This is a really fun boat to drive, reminiscent of a tricked-up muscle car. Boasting plenty of power, she jumps straight out of the hole, with an exhaust burble that, in itself, gets the adrenaline pumping. She’s also predictable and soft riding, thanks to Chaparral’s traditional deep-V forward hull design, with ‘Extended V-Plane’ aft. The V-Plane extends the hull either side of the drive unit, allowing the boat to get up on the plane quicker and at slower speeds. With more running surface on the water, the boat handles better and remains stable, even in high-speed, full-lock turns.
The engines max out at 4800rpm, giving a top speed of 53 knots (98km/h), but running at around 3000rpm seems about right for this boat. This works out to around 30kt, using 88 lt/ hr. At that speed you’re covering good ground without having to take out a second mortgage to pay for the fuel. With a generous fuel capacity of 568lt and leaving a bit in reserve, expect a range of about 165nm (305km).

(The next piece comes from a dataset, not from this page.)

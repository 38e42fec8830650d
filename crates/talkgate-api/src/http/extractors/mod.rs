//! Request extractors: API key authentication and list query parameters.

pub mod auth;
pub mod query;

This is a really impressive boat on a number of levels. Chaparrals are put together well, with lots of attention to detail and plenty of standard inclusions, including LED mood lighting, fuel fillers on each side, carbon monoxide detectors standard and a premium sound system with remotes throughout the boat. And that’s before we even touch on the ride and performance, which is sensational.
This is a boat suited to young couples and families with kids of all ages. There is plenty of room to entertain a crowd as well as space to kick back and relax. With its stirring performance and handling, towing the kids around on wake boards, skis and water toys is well within its capabilities and, with its turn of speed, you can get to your playground faster and stay longer. But then again, with all of the comforts on board this boat, and if the mood takes you, why go home at all? Stay the night or maybe even the weekend; and enjoy the X-Factor while you’re at it.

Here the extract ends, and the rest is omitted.